We did all of this silently, as if it was a choreographed dance, and the whole scene thrilled me to no end. I could get used to such mundane acts as getting ready for bed with my lover.


I walked into the bedroom and lay down to wait for him to finish his shower. I turned to my side under the covers, and played with a string that had unraveled from my old quilt. I turned it around and around my finger. I looked up as I heard the shower turn off, and then I watched as Eric stepped out of the bathroom, with nothing but a towel wrapped low around his slim hips.


He smiled down at me, one knee on the bed. I reached up for him.


I could get used to this, too.


He turned off the light that was on the bedside table. His body pressed against the side of the mattress, causing my body to roll slightly toward him. He whipped off the towel, and pushed down the quilt, all before I could say, ‘boo’. His lips danced across my jaw and neck and he smelled like my soap, so fresh and clean. There was something satisfying in that. “I do love you, Eric,” I said softly, not because I had to say it, but because I wanted to say it.


He placed a hand on my stomach, lifted his head, and stared at me for a long time, his bright eyes brilliant even in the darkness. He stared at me for an insurmountable amount of time, before he smiled, kissed me slowly and languidly, lifted his head again, and then said, “I love you more than I ever thought it was possible to love another human being, Sookie. I love you more than I have ever loved anything, and more than I ever will love anything. You are my day and my night, my right and my wrong, you are everything to me, never doubt that.”


There was nothing plain and simple about that statement. It was so sweet it almost made me cry. I decided to commit it to memory, even as his hands and lips were committing every inch of my body to memory. Soon, I was as naked as he was, and his tongue seemed to delve into every nook and cranny it found, before it came back up to skim along the line of my lips, to enter my mouth.


“I want you completely, lover.” His voice was low and thick with need.


“I’m yours,” I soothed guilelessly. In my mind, that sounded romantic. When I said it aloud, it sounded a bit hokey, but he smiled anyway, so that was all that mattered. I whispered his name as his mouth closed around one of my nipples and he began to suck. I felt his fangs. He drew some blood, but that made it even better.


Wonderful, primitive sensations started in the pit of my belly and spread like wild fire all throughout my body, and out my toes and fingers. I thought I had felt loved before, and I thought I had been fulfilled before, but Eric was almost devouring me with his lovemaking, and it was pure bliss.

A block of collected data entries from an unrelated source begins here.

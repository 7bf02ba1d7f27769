//! Error types for the git-reader crate.
//!
//! This module defines a unified error enumeration used across object
//! parsing, pack reading, reference resolution, index handling, and the
//! working-directory scanner. It integrates with `thiserror` to provide
//! rich `Display` implementations and error source chaining.
//!
//! Notes:
//! - Each variant carries contextual details via its message payload.
//! - [`GitError::kind`] collapses the granular variants onto the six
//!   user-visible error kinds the public API guarantees.

use thiserror::Error;

/// Coarse classification of a [`GitError`].
///
/// Every operation either returns a complete value, returns "absent" where
/// the API is documented as optional, or fails with exactly one of these.
#[derive(Debug, Clone, Copy, PartialEq, Eq, Hash)]
pub enum ErrorKind {
    /// A loose object, pack entry, reference, or submodule path is absent.
    NotFound,
    /// Structural defect in an object header, zlib header, pack header,
    /// delta stream, index file, tree body, or signature line.
    MalformedObject,
    /// Hex parse failure for a 40-character hash input.
    InvalidHash,
    /// Caller supplied an empty or semantically invalid argument.
    InvalidArgument,
    /// Underlying filesystem error not recoverable by the retry policy.
    Io,
    /// The cancellation token fired.
    Cancelled,
}

#[derive(Error, Debug)]
/// Unified error enumeration for the git-reader library.
pub enum GitError {
    /// Object missing from the loose store and every pack.
    #[error("Can't find specific object: {0}")]
    ObjectNotFound(String),

    /// Reference could not be resolved to a hash.
    #[error("Can't find reference: {0}")]
    RefNotFound(String),

    /// Submodule path has no registered git directory.
    #[error("Can't find submodule repository for path: {0}")]
    SubmoduleNotFound(String),

    /// Invalid or unsupported git object type name.
    #[error("The `{0}` is not a valid git object type.")]
    InvalidObjectType(String),

    /// Malformed loose object header (`<type> <length>\0`).
    #[error("The `{0}` is not a valid loose object header.")]
    InvalidObjectHeader(String),

    /// Malformed or truncated zlib stream, including the 2-byte header.
    #[error("Invalid zlib stream: {0}")]
    InvalidZlibStream(String),

    /// Invalid pack header magic or version.
    #[error("The `{0}` is not a valid pack header.")]
    InvalidPackHeader(String),

    /// Malformed or unsupported pack index (.idx) file.
    #[error("The `{0}` is not a valid idx file.")]
    InvalidIdxFile(String),

    /// Malformed or unsupported git index (staging area) file.
    #[error("The `{0}` is not a valid index file.")]
    InvalidIndexFile(String),

    /// Malformed tree object body.
    #[error("The `{0}` is not a valid git tree item.")]
    InvalidTreeItem(String),

    /// Malformed commit object.
    #[error("Invalid commit: {0}")]
    InvalidCommitObject(String),

    /// Malformed tag object.
    #[error("Not a valid git tag object: {0}")]
    InvalidTagObject(String),

    /// Malformed author/committer/tagger line.
    #[error("The `{0}` is not a valid git signature.")]
    InvalidSignature(String),

    /// Malformed packed-refs, FETCH_HEAD, or reflog line.
    #[error("Invalid reference data: {0}")]
    InvalidRefData(String),

    /// Delta object reconstruction error.
    #[error("Delta object error: {0}")]
    DeltaObjectError(String),

    /// Object materialised from the store does not hash to the requested id.
    #[error("Object `{0}` does not match its recorded hash")]
    HashMismatch(String),

    /// Invalid SHA-1 hash formatting or value.
    #[error("The `{0}` is not a valid hash value.")]
    InvalidHashValue(String),

    /// Invalid function argument.
    #[error("Invalid argument: {0}")]
    InvalidArgument(String),

    /// I/O error from the underlying filesystem.
    #[error("IO Error: {0}")]
    IOError(#[from] std::io::Error),

    /// The operation was cancelled through its cancellation token.
    #[error("The operation was cancelled.")]
    Cancelled,
}

impl GitError {
    /// Classify this error onto the coarse user-visible [`ErrorKind`].
    pub fn kind(&self) -> ErrorKind {
        match self {
            GitError::ObjectNotFound(_)
            | GitError::RefNotFound(_)
            | GitError::SubmoduleNotFound(_) => ErrorKind::NotFound,
            GitError::InvalidObjectType(_)
            | GitError::InvalidObjectHeader(_)
            | GitError::InvalidZlibStream(_)
            | GitError::InvalidPackHeader(_)
            | GitError::InvalidIdxFile(_)
            | GitError::InvalidIndexFile(_)
            | GitError::InvalidTreeItem(_)
            | GitError::InvalidCommitObject(_)
            | GitError::InvalidTagObject(_)
            | GitError::InvalidSignature(_)
            | GitError::InvalidRefData(_)
            | GitError::DeltaObjectError(_)
            | GitError::HashMismatch(_) => ErrorKind::MalformedObject,
            GitError::InvalidHashValue(_) => ErrorKind::InvalidHash,
            GitError::InvalidArgument(_) => ErrorKind::InvalidArgument,
            GitError::IOError(_) => ErrorKind::Io,
            GitError::Cancelled => ErrorKind::Cancelled,
        }
    }

    /// True when the error means "the thing does not exist" rather than a
    /// structural or environmental failure.
    pub fn is_not_found(&self) -> bool {
        self.kind() == ErrorKind::NotFound
    }
}

#[cfg(test)]
mod tests {
    use super::{ErrorKind, GitError};

    /// Each granular variant must collapse onto its documented kind.
    #[test]
    fn kinds_cover_taxonomy() {
        assert_eq!(
            GitError::ObjectNotFound("x".into()).kind(),
            ErrorKind::NotFound
        );
        assert_eq!(
            GitError::InvalidZlibStream("bad header".into()).kind(),
            ErrorKind::MalformedObject
        );
        assert_eq!(
            GitError::InvalidHashValue("zz".into()).kind(),
            ErrorKind::InvalidHash
        );
        assert_eq!(GitError::Cancelled.kind(), ErrorKind::Cancelled);
        assert!(GitError::RefNotFound("refs/heads/gone".into()).is_not_found());
        assert!(!GitError::Cancelled.is_not_found());
    }

    /// IO errors convert through `#[from]` and classify as Io.
    #[test]
    fn io_error_conversion() {
        let io = std::io::Error::other("disk fell off");
        let err: GitError = io.into();
        assert_eq!(err.kind(), ErrorKind::Io);
    }
}
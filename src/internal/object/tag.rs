//! The Tag object is an annotated tag: a named, signed-off pointer at
//! another object (almost always a commit) with its own tagger and message.
//! Lightweight tags have no object of their own (the ref file points
//! straight at a commit) and are synthesised by the repository layer with
//! no tagger or message.

use std::fmt::Display;
use std::str::FromStr;

use bstr::ByteSlice;
use serde::{Deserialize, Serialize};

use crate::{
    errors::GitError,
    hash::ObjectHash,
    internal::object::{ObjectTrait, signature::Signature, types::ObjectType},
};

/// A decoded annotated tag, or a synthesised lightweight one.
#[derive(Eq, Debug, Clone, Serialize, Deserialize)]
pub struct Tag {
    pub id: ObjectHash,
    pub object_id: ObjectHash,
    pub object_type: ObjectType,
    pub tag_name: String,
    pub tagger: Option<Signature>,
    pub message: String,
}

impl PartialEq for Tag {
    fn eq(&self, other: &Self) -> bool {
        self.id == other.id && self.tag_name == other.tag_name
    }
}

impl Display for Tag {
    fn fmt(&self, f: &mut std::fmt::Formatter) -> std::fmt::Result {
        writeln!(f, "object {}", self.object_id)?;
        writeln!(f, "type {}", self.object_type)?;
        writeln!(f, "tag {}", self.tag_name)?;
        if let Some(tagger) = &self.tagger {
            writeln!(f, "tagger {tagger}")?;
        }
        writeln!(f)?;
        write!(f, "{}", self.message)
    }
}

impl Tag {
    /// Synthesise a record for a lightweight tag: the ref points straight
    /// at the target, there is no tag object, tagger, or message.
    pub fn lightweight(name: impl Into<String>, target: ObjectHash) -> Tag {
        Tag {
            id: ObjectHash::zero(),
            object_id: target,
            object_type: ObjectType::Commit,
            tag_name: name.into(),
            tagger: None,
            message: String::new(),
        }
    }

    /// True when this record was synthesised rather than read from a tag
    /// object.
    pub fn is_lightweight(&self) -> bool {
        self.id.is_zero()
    }
}

impl ObjectTrait for Tag {
    fn from_bytes(data: &[u8], hash: ObjectHash) -> Result<Self, GitError> {
        let mut object_id = None;
        let mut object_type = None;
        let mut tag_name = None;
        let mut tagger = None;

        let mut pos = 0;
        while pos < data.len() {
            let line_end = data[pos..]
                .find_byte(b'\n')
                .map(|i| pos + i)
                .unwrap_or(data.len());
            let line = &data[pos..line_end];
            pos = line_end + 1;

            if line.is_empty() {
                break;
            }
            if line[0] == b' ' {
                continue;
            }
            if let Some(rest) = line.strip_prefix(b"object ") {
                let text = rest
                    .to_str()
                    .map_err(|_| GitError::InvalidTagObject("non UTF-8 object header".into()))?;
                object_id = Some(ObjectHash::from_str(text)?);
            } else if let Some(rest) = line.strip_prefix(b"type ") {
                let text = rest
                    .to_str()
                    .map_err(|_| GitError::InvalidTagObject("non UTF-8 type header".into()))?;
                object_type = Some(ObjectType::from_type_name(text)?);
            } else if let Some(rest) = line.strip_prefix(b"tag ") {
                tag_name = Some(String::from_utf8_lossy(rest).into_owned());
            } else if line.starts_with(b"tagger ") {
                tagger = Some(Signature::from_data(line.to_vec())?);
            }
        }

        let message = String::from_utf8_lossy(&data[pos.min(data.len())..]).into_owned();

        Ok(Tag {
            id: hash,
            object_id: object_id
                .ok_or_else(|| GitError::InvalidTagObject("missing object header".into()))?,
            object_type: object_type
                .ok_or_else(|| GitError::InvalidTagObject("missing type header".into()))?,
            tag_name: tag_name
                .ok_or_else(|| GitError::InvalidTagObject("missing tag header".into()))?,
            tagger,
            message,
        })
    }

    fn get_type(&self) -> ObjectType {
        ObjectType::Tag
    }

    fn to_data(&self) -> Result<Vec<u8>, GitError> {
        let mut data = Vec::new();
        data.extend(b"object ");
        data.extend(self.object_id.to_string().as_bytes());
        data.push(b'\n');
        data.extend(b"type ");
        data.extend(self.object_type.to_bytes());
        data.push(b'\n');
        data.extend(b"tag ");
        data.extend(self.tag_name.as_bytes());
        data.push(b'\n');
        if let Some(tagger) = &self.tagger {
            data.extend(tagger.to_data()?);
            data.push(b'\n');
        }
        data.push(b'\n');
        data.extend(self.message.as_bytes());
        Ok(data)
    }
}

His hips pressed against mine, to open my legs, I felt the friction of his thigh between me, and then he entered me just at the right time. Sometimes, I think in bed, I’m a pure wanton, a wicked, wicked woman, thanks to my experiences with my vampires, because nothing ever compared to the way they made me feel when I was coming all around them, with them deep inside me.


I wanted his heart, but I wanted to give him mine as well. I wanted his body, and I wanted him to have mine. I wanted him to heal all the wounds that I had left opened, festering, weeping, for so long. I did belong to this man, this vampire, and I knew it, even as he came, saying the word, “MINE!”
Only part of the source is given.